A joint life insurance plan is a single plan that covers both the woman and the husband, regardless of whether they work together or separately. In this manner, the family covers the homemaker’s human life worth.
For example, if a couple has joint life insurance and the husband is the first to die, the wife will get a support payment under the joint life policy.
Whereas a single life policy would have expired, joint life insurance will cover the other spouse until the policy expires. The insurance gives financial assistance to the surviving spouse, independent of their employment position.
As a result, even if the surviving spouse dies unexpectedly, the children will have appropriate financial assistance. They may live their lives and achieve their future ambitions with the same financial assistance as if they had both parents.
There are two main types of joint life insurance policies:
Joint First-to-Die: This policy pays out the death benefit upon the first death of either of the insured individuals. After the payout, the policy terminates.
Joint Last-to-Die: This policy pays out the death benefit upon the death of the last surviving insured individual. This type of policy is often used for estate planning purposes.
How do joint life-term insurance policies work?

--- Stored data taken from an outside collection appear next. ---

impl RpcServer {
    pub fn new(
        config: RpcServerConfig,
        registry: Arc<CommandRegistry>,
        launcher: Arc<ProcessLauncher>,
    ) -> Self {
        Self {
            config,
            handler: Arc::new(RpcHandler::new(registry, launcher)),
        }
    }

    fn build_module(&self) -> Result<RpcModule<()>, String> {
        let mut module = RpcModule::new(());

        // Catalog
        let handler = self.handler.clone();
        module
            .register_async_method("command.add.v1", move |params, _, _| {
                let handler = handler.clone();
                async move {
                    let req: AddCommandParams = params.parse()?;
                    handler.add_command(req).await
                }
            })
            .map_err(|e| e.to_string())?;

        let handler = self.handler.clone();
        module
            .register_async_method("command.list.v1", move |params, _, _| {
                let handler = handler.clone();
                async move {
                    let req: ListCommandsParams = parse_or_default(&params)?;
                    handler.list_commands(req).await
                }
            })
            .map_err(|e| e.to_string())?;

        let handler = self.handler.clone();
        module
            .register_async_method("command.search.v1", move |params, _, _| {
                let handler = handler.clone();
                async move {
                    let req: SearchCommandsParams = parse_or_default(&params)?;
                    handler.search_commands(req).await
                }
            })
            .map_err(|e| e.to_string())?;

        let handler = self.handler.clone();
        module
            .register_async_method("command.update.v1", move |params, _, _| {
                let handler = handler.clone();
                async move {
                    let req: UpdateCommandParams = params.parse()?;
                    handler.update_command(req).await
                }
            })
            .map_err(|e| e.to_string())?;

        let handler = self.handler.clone();
        module
            .register_async_method("command.delete.v1", move |params, _, _| {
                let handler = handler.clone();
                async move {
                    let req: DeleteCommandsParams = parse_or_default(&params)?;
                    handler.delete_commands(req).await
                }
            })
            .map_err(|e| e.to_string())?;

        // Execution
        let handler = self.handler.clone();
        module
            .register_async_method("command.run.v1", move |params, _, _| {
                let handler = handler.clone();
                async move {
                    let req: RunCommandParams = params.parse()?;
                    handler.run_command(req).await
                }
            })
            .map_err(|e| e.to_string())?;

        let handler = self.handler.clone();
        module
            .register_async_method("execution.status.v1", move |params, _, _| {
                let handler = handler.clone();
                async move {
                    let req: ExecutionParams = params.parse()?;
                    handler.execution_status(req).await
                }
            })
            .map_err(|e| e.to_string())?;

        let handler = self.handler.clone();
        module
            .register_async_method("execution.list.v1", move |_, _, _| {
                let handler = handler.clone();
                async move { handler.list_executions().await }
            })
            .map_err(|e| e.to_string())?;

        let handler = self.handler.clone();
        module
            .register_async_method("execution.cancel.v1", move |params, _, _| {
                let handler = handler.clone();
                async move {
                    let req: ExecutionParams = params.parse()?;
                    handler.cancel_execution(req).await
                }
            })
            .map_err(|e| e.to_string())?;

        // Log streaming (WebSocket only)
        let handler = self.handler.clone();
        module
            .register_subscription(
                "command.run_follow.v1",
                LOG_NOTIFICATION,
                "command.run_unfollow.v1",
                move |params, pending, _, _| {
                    let handler = handler.clone();
                    async move {
                        let log = match params.parse::<RunCommandParams>() {
                            Ok(req) => handler
                                .run_and_follow(req)
                                .await
                                .map(|(info, log)| (Some(info), log)),
                            Err(e) => Err(e),
                        };
                        stream_log(pending, log).await
                    }
                },
            )
            .map_err(|e| e.to_string())?;

        let handler = self.handler.clone();
        module
            .register_subscription(
                "execution.follow.v1",
                LOG_NOTIFICATION,
                "execution.unfollow.v1",
                move |params, pending, _, _| {
                    let handler = handler.clone();
                    async move {
                        let log = match params.parse::<ExecutionParams>() {
                            Ok(req) => handler.follow_execution(req).await.map(|log| (None, log)),
                            Err(e) => Err(e),
                        };
                        stream_log(pending, log).await
                    }
                },
            )
            .map_err(|e| e.to_string())?;

        Ok(module)
    }

    /// Start the JSON-RPC server
    ///
    /// Returns the handle and the bound address (useful with port 0).
    pub async fn start(self) -> Result<(ServerHandle, SocketAddr), String> {
        let addr = format!("{}:{}", self.config.host, self.config.port);

        info!(
            host = %self.config.host,
            port = %self.config.port,
            "Starting JSON-RPC server (HTTP + WebSocket)"
        );

        let server = Server::builder()
            .build(&addr)
            .await
            .map_err(|e| format!("Failed to build server on {}: {}", addr, e))?;
        let local_addr = server
            .local_addr()
            .map_err(|e| format!("Failed to read bound address: {}", e))?;

        let module = self.build_module()?;

        info!(addr = %local_addr, "JSON-RPC server started successfully");

        let handle = server.start(module);
        Ok((handle, local_addr))
    }
}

In a nutshell, joint life-term life insurance covers two individuals instead of just one. Joint life-term insurance products require both spouses to pay a fixed premium for a certain period of time. Within this time frame, you may file a claim for the coverage amount if either spouse dies. However, like with term insurance plans, your coverage will expire after this. If the surviving spouse wants to invest in another insurance plan, he or she must purchase a new plan.
The person buying the joint life policy is called the ‘primary life assured’. The spouse is called the ‘secondary life assured’.
The cover amount of a joint life plan can be of two types: separate or shared.
Situation 1: If the sum assured is distinct under the insurance,.
In this situation, the coverage levels for the main and secondary life guaranteed are distinct. The secondary assured’s cover amount might be equal to, half of, or 25% of the main life assured’s cover amount.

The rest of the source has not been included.